The post-war mass market saw a decline in the quality of trinkets found inside the
crackers and the designs were not as elaborate as what had gone before. "Cheap and
cheerful" seemed to be the order of the day. Paper was scarce and, comparatively,
these plain crackers cost more than their fine pre-war counterparts. In the late 1980s,
there was a turning trend back toward the better crackers of old. The gifts inside
became more sophisticated and the sets more fancy. Some began to adopt specific themes
(such as Russell Grant's Astrological Crackers). By the 1990s, there were Christmas
Crackers available to suit almost any taste...from gardening and wildlife to the
Nativity and cartoon characters. By the end of the decade, crackers were at last
beginning to make headway in such countries as America and Japan, where there had been
a former importation problem due to the "explosive" nature of the item.
In the late 1800s, a candy-maker in Indiana wanted to make a candy that would be a
witness of his faith. Thus, did the Christmas Candy Cane come into existence.
He incorporated several symbols of the birth, ministry and death of Jesus Christ.
He began with a stick of plain peppermint candy...white to symbolize the Virgin Birth
and sinless nature of Jesus Christ and hard to symbolize the Solid Rock, which was the
foundation of the Church and the firmness of the promises of God.
The candy-maker bent the candy in the form of a "J" to represent the precious name of
Jesus who came to earth as the Savior of all mankind. Inverted, it could also represent
the staff of the Good Shepherd with which he reaches down into the ditches of the world
to lift out the fallen lambs who, like all sheep have gone astray. Thinking the candy
to be somewhat plain, the candy-maker stained it with three small red stripes which
smbolized the stripes Jesus received when he was beaten prior to the crucifixion and
was representative of the Holy Trinity. Then, he added a large, bold, red stripe to
symbolize the blood shed by Christ on the cross so that mankind might have the promise
of eternal life.
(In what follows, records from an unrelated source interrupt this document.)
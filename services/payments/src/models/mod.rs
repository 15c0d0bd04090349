//! Payment domain models

pub mod event;
pub mod paybill;
pub mod transaction;
pub mod unit;

pub use event::{C2bEvent, WebhookResponse};
pub use paybill::{NewPaybillSettings, PaybillSettings};
pub use transaction::{
    MpesaTransaction, NewMpesaTransaction, NewPayment, Payment, PaymentStatus, TransactionInsert,
    TransactionStatus,
};
pub use unit::Unit;
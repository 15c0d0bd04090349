//! Company model

use chrono::{DateTime, Utc};
use serde::{Deserialize, Serialize};
use uuid::Uuid;

/// Units a company may manage on the default plan
pub const DEFAULT_MAX_UNITS: i32 = 50;
/// Properties a company may manage on the default plan
pub const DEFAULT_MAX_PROPERTIES: i32 = 5;
/// Plan assigned to companies created at registration
pub const DEFAULT_PLAN: &str = "starter";

/// Company entity owning properties, units and a paybill
#[derive(Debug, Clone, Serialize, Deserialize)]
pub struct Company {
    pub id: Uuid,
    pub name: String,
    pub owner_email: Option<String>,
    pub plan: String,
    pub max_units: i32,
    pub max_properties: i32,
    pub created_at: DateTime<Utc>,
}

/// Company creation payload
#[derive(Debug, Clone)]
pub struct NewCompany {
    pub name: String,
    pub owner_email: Option<String>,
}

/// Outcome of resolving a company by exact name
#[derive(Debug, Clone)]
pub enum CompanyLookup {
    Found(Company),
    Created(Company),
}

impl CompanyLookup {
    pub fn company(&self) -> &Company {
        match self {
            CompanyLookup::Found(company) | CompanyLookup::Created(company) => company,
        }
    }
}
//! Bearer session validation for protected routes

use axum::{
    body::Body,
    extract::State,
    http::Request,
    middleware::Next,
    response::{IntoResponse, Response},
};
use axum_extra::{
    TypedHeader,
    headers::{Authorization, authorization::Bearer},
};
use tracing::debug;

use crate::{error::AuthError, jwt::JwtService};

/// Validate the bearer session token and expose its [`Claims`] to handlers
/// through request extensions.
///
/// [`Claims`]: crate::jwt::Claims
pub async fn require_session(
    State(jwt): State<JwtService>,
    bearer: Option<TypedHeader<Authorization<Bearer>>>,
    mut req: Request<Body>,
    next: Next,
) -> Response {
    let Some(TypedHeader(Authorization(bearer))) = bearer else {
        return AuthError::InvalidToken.into_response();
    };

    match jwt.validate_session(bearer.token()) {
        Ok(claims) => {
            req.extensions_mut().insert(claims);
            next.run(req).await
        }
        Err(e) => {
            debug!("Rejected session token: {}", e);
            e.into_response()
        }
    }
}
As time passed, the candy became known simply as a "candy cane."
It is now a standard decoration seen at Christmas time, but has somehow lost the meaning
that the Indiana candy-maker intended for it to carry.
Until the late Nineteenth Century, candles were the sole means to light a Christmas
tree. Many experiments were conducted to create safe holders...from Eighteenth Century
hoops to counter-balanced metal holders and decorated clips made in the late 1890s.
By the Twentieth Century, experiments with gas lights (many of which exploded) and
early electric lights were performed. The first tree to be lighted by means of
electricity was displayed in America during the 1880s by Thomas Edison.
Germany created many attractive figural lights using the same technique as had been
employed for making glass ornaments. After World War I, milk-glass lights (so called
because the glass was a milky opaque white) were being manufactured in Japan and in the
United States. Nevertheless, many people still preferred traditional candles and it was
not until after World War II that Britain, for example, converted generally to
electrically-lit trees. Considered to be some of the most attractive lights made in
America were manufactured during the 1940s. Those made in the late 1930s and 1940s by
the General Electric Company were licensed from Disney and featured "Silly Symphonies,"
"Snow White," and "Cinderella," to name but a few of the designs.
Around the same period, there were also bubble lights...small colored glass tubes that
contained an oil which bubbled as the light began to heat. These were only on the market
for approximately ten years and so, are rare today...although modern bubble lights have
recently become available again in the United States.